_Action item_. Please transcribe exactly, and only, the lines of the data below between the line holding "#[cfg(test)]" and the line holding "use actix_web::HttpResponse;", inclusive.

***** Available records *****

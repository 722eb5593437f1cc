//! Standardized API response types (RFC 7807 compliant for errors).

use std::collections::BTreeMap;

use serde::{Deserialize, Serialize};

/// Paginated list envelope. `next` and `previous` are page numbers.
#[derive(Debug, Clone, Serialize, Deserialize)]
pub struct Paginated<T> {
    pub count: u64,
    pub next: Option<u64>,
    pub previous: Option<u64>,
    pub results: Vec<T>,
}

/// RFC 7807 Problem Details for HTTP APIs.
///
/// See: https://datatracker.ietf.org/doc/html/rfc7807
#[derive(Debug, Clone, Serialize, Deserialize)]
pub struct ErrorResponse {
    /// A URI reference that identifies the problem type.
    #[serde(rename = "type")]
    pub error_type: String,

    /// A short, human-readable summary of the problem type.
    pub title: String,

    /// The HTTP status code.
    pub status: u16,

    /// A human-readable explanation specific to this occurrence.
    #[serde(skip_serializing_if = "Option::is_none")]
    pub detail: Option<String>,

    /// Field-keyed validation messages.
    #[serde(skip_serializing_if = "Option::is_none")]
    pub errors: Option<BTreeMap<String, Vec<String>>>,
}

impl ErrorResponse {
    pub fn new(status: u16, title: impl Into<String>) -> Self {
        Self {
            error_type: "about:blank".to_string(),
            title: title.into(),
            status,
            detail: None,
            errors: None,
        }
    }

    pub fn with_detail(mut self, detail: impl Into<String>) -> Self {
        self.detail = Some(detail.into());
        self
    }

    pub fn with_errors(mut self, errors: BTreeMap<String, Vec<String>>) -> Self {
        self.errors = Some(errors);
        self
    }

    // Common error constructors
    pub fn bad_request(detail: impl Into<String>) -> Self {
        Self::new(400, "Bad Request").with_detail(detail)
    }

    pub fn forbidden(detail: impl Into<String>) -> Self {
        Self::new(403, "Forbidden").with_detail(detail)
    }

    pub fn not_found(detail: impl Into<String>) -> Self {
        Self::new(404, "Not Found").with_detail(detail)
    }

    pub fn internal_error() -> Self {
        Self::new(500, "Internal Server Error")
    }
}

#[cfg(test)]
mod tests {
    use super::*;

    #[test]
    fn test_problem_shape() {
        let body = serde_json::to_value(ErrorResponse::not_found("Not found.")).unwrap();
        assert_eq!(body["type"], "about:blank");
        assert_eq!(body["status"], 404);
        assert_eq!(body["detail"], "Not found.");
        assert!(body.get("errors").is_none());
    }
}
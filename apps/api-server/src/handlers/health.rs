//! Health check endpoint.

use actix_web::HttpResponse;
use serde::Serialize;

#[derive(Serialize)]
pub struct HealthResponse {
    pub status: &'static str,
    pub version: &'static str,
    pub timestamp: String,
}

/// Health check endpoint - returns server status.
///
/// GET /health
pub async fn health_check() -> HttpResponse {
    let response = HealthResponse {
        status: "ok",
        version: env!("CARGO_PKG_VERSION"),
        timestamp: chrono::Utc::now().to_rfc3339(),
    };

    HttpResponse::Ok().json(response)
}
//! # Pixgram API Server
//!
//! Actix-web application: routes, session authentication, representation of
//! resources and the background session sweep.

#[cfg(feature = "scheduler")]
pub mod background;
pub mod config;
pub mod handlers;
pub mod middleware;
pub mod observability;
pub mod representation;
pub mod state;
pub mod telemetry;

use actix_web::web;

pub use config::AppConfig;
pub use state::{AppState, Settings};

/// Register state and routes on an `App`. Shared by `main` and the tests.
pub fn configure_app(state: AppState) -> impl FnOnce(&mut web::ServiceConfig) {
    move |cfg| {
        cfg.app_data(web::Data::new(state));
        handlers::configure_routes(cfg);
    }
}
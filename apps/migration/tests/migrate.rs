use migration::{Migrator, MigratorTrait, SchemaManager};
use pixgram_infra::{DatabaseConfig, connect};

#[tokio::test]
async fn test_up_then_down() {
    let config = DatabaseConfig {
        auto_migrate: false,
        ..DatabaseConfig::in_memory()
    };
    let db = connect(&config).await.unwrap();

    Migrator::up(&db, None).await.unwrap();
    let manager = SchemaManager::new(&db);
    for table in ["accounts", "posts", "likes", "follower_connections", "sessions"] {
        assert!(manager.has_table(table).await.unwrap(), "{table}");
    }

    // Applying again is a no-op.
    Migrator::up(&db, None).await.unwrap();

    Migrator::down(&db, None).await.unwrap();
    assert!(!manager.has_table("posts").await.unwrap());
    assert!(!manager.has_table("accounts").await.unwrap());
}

*****

_Answer area_.
#[cfg(test)]
mod tests {
    use super::*;

    #[test]
    fn test_problem_shape() {
        let body = serde_json::to_value(ErrorResponse::not_found("Not found.")).unwrap();
        assert_eq!(body["type"], "about:blank");
        assert_eq!(body["status"], 404);
        assert_eq!(body["detail"], "Not found.");
        assert!(body.get("errors").is_none());
    }
}
filename apps/api-server/src/handlers/health.rs
//! Health check endpoint.

use actix_web::HttpResponse;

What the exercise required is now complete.